[[ SUPPLIED MATERIAL, beginning ]]
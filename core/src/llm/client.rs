use crate::{MaintwatchError, Result};
use reqwest::Client;
use serde::{Deserialize, Serialize};
use serde_json::json;
use std::time::Duration;
use tracing::{debug, error};

/// Configuration for LlmClient loaded from environment variables
#[derive(Debug, Clone, PartialEq)]
pub struct LlmClientConfig {
    pub base_url: String, // e.g., http://localhost:8000/v1
    pub model: String,    // e.g., qwen2.5-0.5b-instruct
    pub api_key: Option<String>,
    pub request_timeout_ms: u64,
    pub temperature: f32,
}

impl Default for LlmClientConfig {
    fn default() -> Self {
        Self {
            base_url: std::env::var("VLLM_BASE_URL")
                .ok()
                .filter(|s| !s.is_empty())
                .unwrap_or_else(|| "http://localhost:8000/v1".to_string()),
            model: std::env::var("VLLM_MODEL")
                .ok()
                .filter(|s| !s.is_empty())
                .unwrap_or_else(|| "qwen2.5-0.5b-instruct".to_string()),
            api_key: std::env::var("VLLM_API_KEY").ok().filter(|s| !s.is_empty()),
            request_timeout_ms: std::env::var("REQUEST_TIMEOUT_MS")
                .ok()
                .and_then(|v| v.parse::<u64>().ok())
                .unwrap_or(30_000),
            temperature: std::env::var("VLLM_TEMPERATURE")
                .ok()
                .and_then(|v| v.parse::<f32>().ok())
                .unwrap_or(0.7),
        }
    }
}

/// A single chat message
#[derive(Debug, Clone, PartialEq, Serialize, Deserialize)]
pub struct ChatMessage {
    pub role: String,
    pub content: String,
}

impl ChatMessage {
    pub fn system(content: impl Into<String>) -> Self {
        Self {
            role: "system".to_string(),
            content: content.into(),
        }
    }

    pub fn user(content: impl Into<String>) -> Self {
        Self {
            role: "user".to_string(),
            content: content.into(),
        }
    }
}

/// Minimal response containing the assistant text
#[derive(Debug, Clone, Serialize, Deserialize, Default)]
pub struct LlmResponse {
    pub text: String,
    pub model: Option<String>,
    pub usage: Option<serde_json::Value>,
}

/// HTTP client for OpenAI-compatible Chat Completions endpoints
#[derive(Clone)]
pub struct LlmClient {
    http: Client,
    cfg: LlmClientConfig,
}

impl LlmClient {
    pub fn new(cfg: LlmClientConfig) -> Result<Self> {
        let http = Client::builder()
            .timeout(Duration::from_millis(cfg.request_timeout_ms))
            .build()
            .map_err(|e| {
                MaintwatchError::AnalysisError(format!("Failed to build HTTP client: {e}"))
            })?;
        Ok(Self { http, cfg })
    }

    pub fn from_env() -> Result<Self> {
        Self::new(LlmClientConfig::default())
    }

    pub fn config(&self) -> &LlmClientConfig {
        &self.cfg
    }

    /// Run one chat completion.
    /// Contract:
    /// - Input: ordered chat messages
    /// - Output: assistant text from `choices[0].message.content` (empty when null)
    /// - Error: network failure, non-2xx status, or a body without `choices[0].message`
    pub async fn chat(&self, messages: &[ChatMessage]) -> Result<LlmResponse> {
        let chat_url = format!(
            "{}/chat/completions",
            self.cfg.base_url.trim_end_matches('/')
        );
        debug!(
            target: "llm_client",
            "POST {} via Chat Completions", chat_url
        );

        let mut req = self
            .http
            .post(&chat_url)
            .header("content-type", "application/json");
        if let Some(key) = &self.cfg.api_key {
            req = req.bearer_auth(key);
        }

        let body = json!({
            "model": self.cfg.model,
            "messages": messages,
            "temperature": self.cfg.temperature,
        });

        let resp = req.json(&body).send().await.map_err(|e| {
            MaintwatchError::AnalysisError(format!("Chat Completions HTTP error: {e}"))
        })?;
        if !resp.status().is_success() {
            let status = resp.status();
            let text = resp.text().await.unwrap_or_default();
            error!(target: "llm_client", %status, body = %text, "Chat Completions error");
            return Err(MaintwatchError::AnalysisError(format!(
                "Chat Completions error: status={} body={}",
                status, text
            )));
        }

        let val: serde_json::Value = resp.json().await.map_err(|e| {
            MaintwatchError::AnalysisError(format!("Failed to parse Chat Completions JSON: {e}"))
        })?;
        let text = extract_text_from_chat_completions(&val).ok_or_else(|| {
            MaintwatchError::AnalysisError(
                "Missing choices[0].message in chat completions".into(),
            )
        })?;
        Ok(LlmResponse {
            text,
            model: val
                .get("model")
                .and_then(|v| v.as_str())
                .map(|s| s.to_string()),
            usage: val.get("usage").cloned(),
        })
    }
}

fn extract_text_from_chat_completions(v: &serde_json::Value) -> Option<String> {
    let message = v.get("choices")?.get(0)?.get("message")?;
    match message.get("content") {
        Some(serde_json::Value::String(s)) => Some(s.clone()),
        Some(serde_json::Value::Null) | None => Some(String::new()),
        Some(_) => None,
    }
}

#[cfg(test)]
mod tests {
    use super::*;

    #[test]
    fn extracts_content() {
        let v = json!({"choices": [{"message": {"role": "assistant", "content": "ok"}}]});
        assert_eq!(extract_text_from_chat_completions(&v).as_deref(), Some("ok"));
    }

    #[test]
    fn null_content_is_empty_text() {
        let v = json!({"choices": [{"message": {"role": "assistant", "content": null}}]});
        assert_eq!(extract_text_from_chat_completions(&v).as_deref(), Some(""));
    }

    #[test]
    fn missing_choices_is_none() {
        assert!(extract_text_from_chat_completions(&json!({"error": "x"})).is_none());
        assert!(extract_text_from_chat_completions(&json!({"choices": []})).is_none());
    }
}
[[ SUPPLIED MATERIAL, end ]]
Copy every line of the data where "LlmResponse" is found.

▸ **FINISHED EXERCISE**
pub struct LlmResponse {
    pub async fn chat(&self, messages: &[ChatMessage]) -> Result<LlmResponse> {
        Ok(LlmResponse {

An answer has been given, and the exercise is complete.